BRIEF: Every line below containing the word "that" should be found and copied.

Collected data:

━━━━━━━━

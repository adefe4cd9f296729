//! DHT node
//!
//! One UDP socket per process. The receive loop decodes KRPC
//! datagrams and dispatches on `y`; malformed or unexpected datagrams
//! are logged and dropped, never fatal. Round-trip times come from a
//! pending-transaction map on the querying side: the elapsed time
//! between sending a query and matching its response by transaction id.

use std::collections::HashMap;
use std::net::SocketAddr;
use std::sync::Arc;
use std::time::Duration;

use anyhow::Result;
use rand::Rng;
use sha1::{Digest, Sha1};
use tokio::net::UdpSocket;
use tokio::sync::{mpsc, Mutex};
use tokio::time::{interval, Instant};
use tracing::{debug, error, info, trace, warn};

use crate::dht::message::{
    decode_peer_list, encode_peer_list, generate_transaction_id, KrpcArgs, KrpcDatagram,
    KrpcKind, KrpcPayload, NodeId,
};
use crate::dht::routing::{RouteEntry, RoutingTable};
use crate::error::ShareError;

/// Queries with no response after this long are forgotten
const TRANSACTION_TIMEOUT: Duration = Duration::from_secs(30);

/// KRPC protocol error code for a rejected token
const ERROR_BAD_TOKEN: i64 = 203;

/// A query we sent and are awaiting a response for
#[derive(Debug, Clone)]
struct PendingQuery {
    kind: KrpcKind,
    sent_at: Instant,
    /// Peer address to route on success, when it differs from the
    /// datagram source (announce verification pings)
    peer_addr: Option<SocketAddr>,
}

/// The local DHT participant for one torrent
pub struct DhtNode {
    socket: UdpSocket,
    node_id: NodeId,
    info_hash: [u8; 20],
    /// TCP port our peer wire listener serves on
    tcp_port: u16,
    routing: Mutex<RoutingTable>,
    pending: Mutex<HashMap<String, PendingQuery>>,
    /// Tokens we handed out are recomputed from this, never stored
    token_secret: [u8; 16],
    /// Tokens other nodes handed us, needed to announce back to them
    received_tokens: Mutex<HashMap<SocketAddr, String>>,
    discovered_tx: mpsc::UnboundedSender<SocketAddr>,
}

impl DhtNode {
    /// Bind the UDP socket and assemble the node. Bind failure is one
    /// of the few errors that aborts startup.
    pub async fn bind(
        bind_addr: SocketAddr,
        info_hash: [u8; 20],
        tcp_port: u16,
        discovered_tx: mpsc::UnboundedSender<SocketAddr>,
    ) -> Result<Arc<Self>> {
        let socket = UdpSocket::bind(bind_addr).await.map_err(|e| {
            error!("Failed to bind DHT socket to {}: {}", bind_addr, e);
            ShareError::transport_error_full(
                "Failed to bind DHT socket",
                bind_addr.to_string(),
                e.to_string(),
            )
        })?;
        socket.set_broadcast(true)?;

        let node_id = NodeId::random();
        match socket.local_addr() {
            Ok(addr) => info!("DHT node {} listening on {}", node_id, addr),
            Err(_) => info!("DHT node {} listening", node_id),
        }

        let mut token_secret = [0u8; 16];
        rand::thread_rng().fill(&mut token_secret);

        Ok(Arc::new(Self {
            socket,
            node_id,
            info_hash,
            tcp_port,
            routing: Mutex::new(RoutingTable::new()),
            pending: Mutex::new(HashMap::new()),
            token_secret,
            received_tokens: Mutex::new(HashMap::new()),
            discovered_tx,
        }))
    }

    /// Receive loop plus the periodic pending-transaction sweep
    pub async fn run(self: Arc<Self>) {
        let mut buffer = [0u8; 4096];
        let mut sweep = interval(TRANSACTION_TIMEOUT);

        loop {
            tokio::select! {
                received = self.socket.recv_from(&mut buffer) => {
                    match received {
                        Ok((len, from)) => {
                            if let Err(e) = self.process_datagram(&buffer[..len], from).await {
                                debug!("Dropped datagram from {}: {}", from, e);
                            }
                        }
                        Err(e) => warn!("DHT receive failed: {}", e),
                    }
                }
                _ = sweep.tick() => {
                    self.expire_pending().await;
                }
            }
        }
    }

    /// Decode one datagram and dispatch on its type
    pub async fn process_datagram(&self, data: &[u8], from: SocketAddr) -> Result<()> {
        let datagram = KrpcDatagram::decode(data)?;
        trace!("Datagram from {}: {:?}", from, datagram.payload);

        match datagram.payload {
            KrpcPayload::Query { kind, args } => {
                self.handle_query(datagram.transaction_id, kind, args, from).await
            }
            KrpcPayload::Response { args } => {
                self.handle_response(datagram.transaction_id, args, from).await
            }
            KrpcPayload::Error { code, message } => {
                warn!("KRPC error from {}: {} ({})", from, message, code);
                self.pending.lock().await.remove(&datagram.transaction_id);
                Ok(())
            }
        }
    }

    async fn handle_query(
        &self,
        transaction_id: String,
        kind: KrpcKind,
        args: KrpcArgs,
        from: SocketAddr,
    ) -> Result<()> {
        debug!("{} query from {}", kind, from);

        match kind {
            KrpcKind::Ping => {
                self.send_response(transaction_id, self.identity_args(), from).await
            }
            KrpcKind::FindNode => {
                // We only route for our own torrent
                let target = args.target.as_deref().unwrap_or_default();
                if target != hex::encode(self.info_hash) {
                    debug!("find_node for foreign target from {}, ignoring", from);
                    return Ok(());
                }
                let mut reply = self.identity_args();
                let addrs = self.routing.lock().await.peer_addrs(&self.info_hash);
                reply.nodes = Some(encode_peer_list(&addrs));
                self.send_response(transaction_id, reply, from).await
            }
            KrpcKind::GetPeers => {
                let wanted = args.info_hash.as_deref().unwrap_or_default();
                if wanted != hex::encode(self.info_hash) {
                    debug!("get_peers for foreign torrent from {}, ignoring", from);
                    return Ok(());
                }
                let mut reply = self.identity_args();
                let addrs = self.routing.lock().await.peer_addrs(&self.info_hash);
                reply.values = Some(encode_peer_list(&addrs));
                reply.token = Some(self.mint_token(&from));
                self.send_response(transaction_id, reply, from).await
            }
            KrpcKind::AnnouncePeer => self.handle_announce(transaction_id, args, from).await,
        }
    }

    /// Token-guarded announce: the token must be one we minted for the
    /// announcing address via an earlier get_peers
    async fn handle_announce(
        &self,
        transaction_id: String,
        args: KrpcArgs,
        from: SocketAddr,
    ) -> Result<()> {
        let token = args.token.as_deref().unwrap_or_default();
        if token != self.mint_token(&from) {
            warn!("Rejecting announce from {}: bad token", from);
            let error = KrpcDatagram::error(transaction_id, ERROR_BAD_TOKEN, "bad token".to_string());
            self.socket.send_to(&error.encode()?, from).await?;
            return Ok(());
        }

        let port = args.port.ok_or_else(|| {
            ShareError::dht_error_with_node("Announce without a port", from.to_string())
        })?;
        let peer_addr = SocketAddr::new(from.ip(), port);
        info!("Peer {} announced for {}", peer_addr, hex::encode(self.info_hash));

        self.send_response(transaction_id, self.identity_args(), from).await?;

        // The announcer is a downloadable peer right away; its routing
        // entry waits for a measured round-trip
        if self.discovered_tx.send(peer_addr).is_err() {
            trace!("No listener for discovered peers");
        }
        self.send_query(KrpcKind::Ping, self.identity_args(), from, Some(peer_addr)).await
    }

    async fn handle_response(
        &self,
        transaction_id: String,
        args: KrpcArgs,
        from: SocketAddr,
    ) -> Result<()> {
        let pending = match self.pending.lock().await.remove(&transaction_id) {
            Some(pending) => pending,
            None => {
                return Err(ShareError::dht_error_with_node(
                    "Response for unknown transaction",
                    from.to_string(),
                )
                .into())
            }
        };
        let rtt = pending.sent_at.elapsed();
        debug!("{} response from {} in {}ms", pending.kind, from, rtt.as_millis());

        let node_id = args
            .id
            .as_deref()
            .and_then(NodeId::from_hex)
            .unwrap_or_else(NodeId::random);

        match pending.kind {
            KrpcKind::Ping => {
                let addr = pending.peer_addr.unwrap_or(from);
                self.routing
                    .lock()
                    .await
                    .insert(self.info_hash, RouteEntry::new(node_id, addr, rtt));
            }
            KrpcKind::GetPeers => {
                self.routing
                    .lock()
                    .await
                    .insert(self.info_hash, RouteEntry::new(node_id, from, rtt));
                if let Some(token) = args.token {
                    self.received_tokens.lock().await.insert(from, token);
                }
                for peer in decode_peer_list(&args.values.unwrap_or_default()) {
                    trace!("Discovered peer {} via get_peers", peer);
                    if self.discovered_tx.send(peer).is_err() {
                        trace!("No listener for discovered peers");
                    }
                }
            }
            KrpcKind::FindNode => {
                self.routing
                    .lock()
                    .await
                    .insert(self.info_hash, RouteEntry::new(node_id, from, rtt));
                // Measure the reported contacts before routing them
                for contact in decode_peer_list(&args.nodes.unwrap_or_default()) {
                    self.send_query(KrpcKind::Ping, self.identity_args(), contact, None).await?;
                }
            }
            KrpcKind::AnnouncePeer => {
                debug!("Announce acknowledged by {}", from);
            }
        }
        Ok(())
    }

    /// Greet the configured bootstrap contacts
    pub async fn bootstrap(&self, contacts: &[SocketAddr]) -> Result<()> {
        info!("Bootstrapping DHT via {} contacts", contacts.len());
        for &addr in contacts {
            self.send_query(KrpcKind::Ping, self.identity_args(), addr, None).await?;
            let mut args = self.identity_args();
            args.info_hash = Some(hex::encode(self.info_hash));
            self.send_query(KrpcKind::GetPeers, args, addr, None).await?;
        }
        Ok(())
    }

    /// Announce our peer wire port to every routed contact that gave
    /// us a token
    pub async fn announce(&self) -> Result<usize> {
        let contacts = self.routing.lock().await.contacts(&self.info_hash);
        let tokens = self.received_tokens.lock().await.clone();

        let mut announced = 0;
        for contact in contacts {
            let token = match tokens.get(&contact.addr) {
                Some(token) => token.clone(),
                None => {
                    trace!("No token from {}, skipping announce", contact.addr);
                    continue;
                }
            };
            let mut args = self.identity_args();
            args.info_hash = Some(hex::encode(self.info_hash));
            args.port = Some(self.tcp_port);
            args.token = Some(token);
            self.send_query(KrpcKind::AnnouncePeer, args, contact.addr, None).await?;
            announced += 1;
        }
        info!("Announced to {} contacts", announced);
        Ok(announced)
    }

    async fn send_query(
        &self,
        kind: KrpcKind,
        args: KrpcArgs,
        addr: SocketAddr,
        peer_addr: Option<SocketAddr>,
    ) -> Result<()> {
        let transaction_id = generate_transaction_id();
        let datagram = KrpcDatagram::query(transaction_id.clone(), kind, args);

        self.pending.lock().await.insert(
            transaction_id,
            PendingQuery { kind, sent_at: Instant::now(), peer_addr },
        );
        self.socket.send_to(&datagram.encode()?, addr).await.map_err(|e| {
            ShareError::transport_error_full("Failed to send query", addr.to_string(), e.to_string())
        })?;
        trace!("Sent {} query to {}", kind, addr);
        Ok(())
    }

    async fn send_response(
        &self,
        transaction_id: String,
        args: KrpcArgs,
        addr: SocketAddr,
    ) -> Result<()> {
        let datagram = KrpcDatagram::response(transaction_id, args);
        self.socket.send_to(&datagram.encode()?, addr).await.map_err(|e| {
            ShareError::transport_error_full(
                "Failed to send response",
                addr.to_string(),
                e.to_string(),
            )
        })?;
        Ok(())
    }

    fn identity_args(&self) -> KrpcArgs {
        KrpcArgs { id: Some(self.node_id.to_hex()), ..Default::default() }
    }

    /// Token for an address: SHA-1 over the address ip and our secret
    fn mint_token(&self, addr: &SocketAddr) -> String {
        let mut hasher = Sha1::new();
        hasher.update(addr.ip().to_string().as_bytes());
        hasher.update(self.token_secret);
        hex::encode(hasher.finalize())
    }

    async fn expire_pending(&self) {
        let mut pending = self.pending.lock().await;
        let before = pending.len();
        pending.retain(|_, query| query.sent_at.elapsed() < TRANSACTION_TIMEOUT);
        let expired = before - pending.len();
        if expired > 0 {
            debug!("Expired {} unanswered transactions", expired);
        }
    }

    pub fn node_id(&self) -> NodeId {
        self.node_id
    }

    pub fn local_addr(&self) -> Result<SocketAddr> {
        Ok(self.socket.local_addr()?)
    }

    pub async fn contact_count(&self) -> usize {
        self.routing.lock().await.contact_count(&self.info_hash)
    }

    #[cfg(test)]
    async fn routed_contacts(&self) -> Vec<RouteEntry> {
        self.routing.lock().await.contacts(&self.info_hash)
    }
}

━━━━━━━━

RESPONSE TO THE EXERCISE:
    /// of the few errors that aborts startup.
    /// Announce our peer wire port to every routed contact that gave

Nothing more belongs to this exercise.